With the re-sell market taking off and investor, bank and corporate money getting into that game (Foot Locker put $100 million into the re-sell giant GOAT Group), what does Shamshiri advise someone that wants to get into the business now?
“See what’s not being sold, because there is a re-sell market for everything,” he shares, “something that you are passionate about can be a business and just focus on that – it could be the next thing.”
His advice to entrepreneurs also feels like a blueprint to his own entrepreneurial character.
“It doesn’t have to big scale” he says, “you can start small scale and meet people – you never know where meeting people will get you.” Insisting that meeting people is the key to any business, he warns against overlooking the value of gaining experience: “instead of spending three or four years figuring out what you want to do, you could have three or four years of experience in something.
Sharing from his own story: “Ten years ago, I was trying to be a photographer taking photos of sneakers in the park.” Drawing from his own lessons learned, he insists on taking action: “Just go do something,” he says,”and I guarantee if you do something, you will get somewhere.”

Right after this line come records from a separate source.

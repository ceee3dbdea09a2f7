use std::fs;
use std::sync::{Arc, Mutex};

use postie::Application;
use postie_core::{AppConfig, EmailSendRequest, ExceptionReporter, Status, TemplateEmailSendRequest};
use postie_errors::PostieError;
use tempfile::NamedTempFile;

const CONFIG: &str = r#"
[mailer]
default_service = "default"

[mailer.services.default]
driver = "memory"

[mailer.services.template]
driver = "mock"
options = { should_succeed = true }

[mailer.services.broken]
driver = "mock"
options = { should_succeed = false, latency_ms = 1 }

[cache]
backend = "memory"
purge_interval_seconds = 0
"#;

#[derive(Default)]
struct CollectingReporter {
    errors: Mutex<Vec<String>>,
}

impl ExceptionReporter for CollectingReporter {
    fn report(&self, error: &PostieError) {
        self.errors.lock().unwrap().push(error.to_string());
    }
}

async fn app_with_reporter() -> (Application, Arc<CollectingReporter>) {
    let config = AppConfig::from_toml(CONFIG).unwrap();
    let reporter = Arc::new(CollectingReporter::default());
    let app = Application::with_reporter(config, reporter.clone())
        .await
        .unwrap();
    (app, reporter)
}

#[tokio::test]
async fn test_template_dispatch_end_to_end() {
    let (app, reporter) = app_with_reporter().await;

    let request = TemplateEmailSendRequest::new("welcome", vec!["user@example.com".to_string()]);
    let status = app.email_service().send_template_email(request).await.unwrap();

    assert_eq!(status.status, Status::Sent);
    let stored = app
        .email_service()
        .message_status(&status.message_id)
        .await
        .unwrap();
    assert_eq!(stored.status, Status::Sent);
    assert!(reporter.errors.lock().unwrap().is_empty());
}

#[tokio::test]
async fn test_failed_dispatch_end_to_end() {
    let (app, reporter) = app_with_reporter().await;

    let request = EmailSendRequest::new("Hi", "Body", vec!["user@example.com".to_string()]);
    let status = app
        .email_service()
        .send_email(request, Some("broken"))
        .await
        .unwrap();

    assert_eq!(status.status, Status::Failed);
    assert!(status.error_message.is_some());
    assert_eq!(reporter.errors.lock().unwrap().len(), 1);

    let stored = app
        .email_service()
        .message_status(&status.message_id)
        .await
        .unwrap();
    assert_eq!(stored.error_message, status.error_message);
}

#[tokio::test]
async fn test_unregistered_alias_end_to_end() {
    let (app, reporter) = app_with_reporter().await;

    let request = EmailSendRequest::new("Hi", "Body", vec!["user@example.com".to_string()]);
    let result = app.email_service().send_email(request, Some("sms")).await;

    let err = result.unwrap_err();
    assert_eq!(err.error_code(), "INTERNAL_MAILER_SERVICE_NOT_REGISTERED");
    assert!(reporter.errors.lock().unwrap().is_empty());
}

#[tokio::test]
async fn test_mailer_health() {
    let (app, _) = app_with_reporter().await;

    let health = app.mailer_health().await.unwrap();
    assert_eq!(
        health.keys().cloned().collect::<Vec<_>>(),
        vec!["broken", "default", "template"]
    );
    assert!(health.values().all(|healthy| *healthy));
}

#[tokio::test]
async fn test_application_from_config_file() {
    let temp_file = NamedTempFile::new().unwrap();
    fs::write(temp_file.path(), CONFIG).unwrap();

    let config = AppConfig::load(temp_file.path().to_str()).unwrap();
    let app = Application::new(config).await.unwrap();

    assert_eq!(app.config().mailer.services.len(), 3);
    assert_eq!(app.config().cache.backend, "memory");
}

#[tokio::test]
async fn test_invalid_default_mailer_is_rejected() {
    let mut config = AppConfig::from_toml(CONFIG).unwrap();
    config.mailer.default_service = Some("missing".to_string());

    assert!(Application::new(config).await.is_err());
}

Of course, we couldn’t finish without asking Shahin about his favourite sneaker. He gave us two:
The New Balance Canadian Tuxedo that he designed because, as Shamshiri puts it, “what’s more Canadian then denim on denim?”
The Craig Sager Air Force 1 because of the storytelling in the design and the bigger purpose in proceeds of the sneaker going to cancer research, as he puts it, “all of that is why I loved sneakers in the first place.”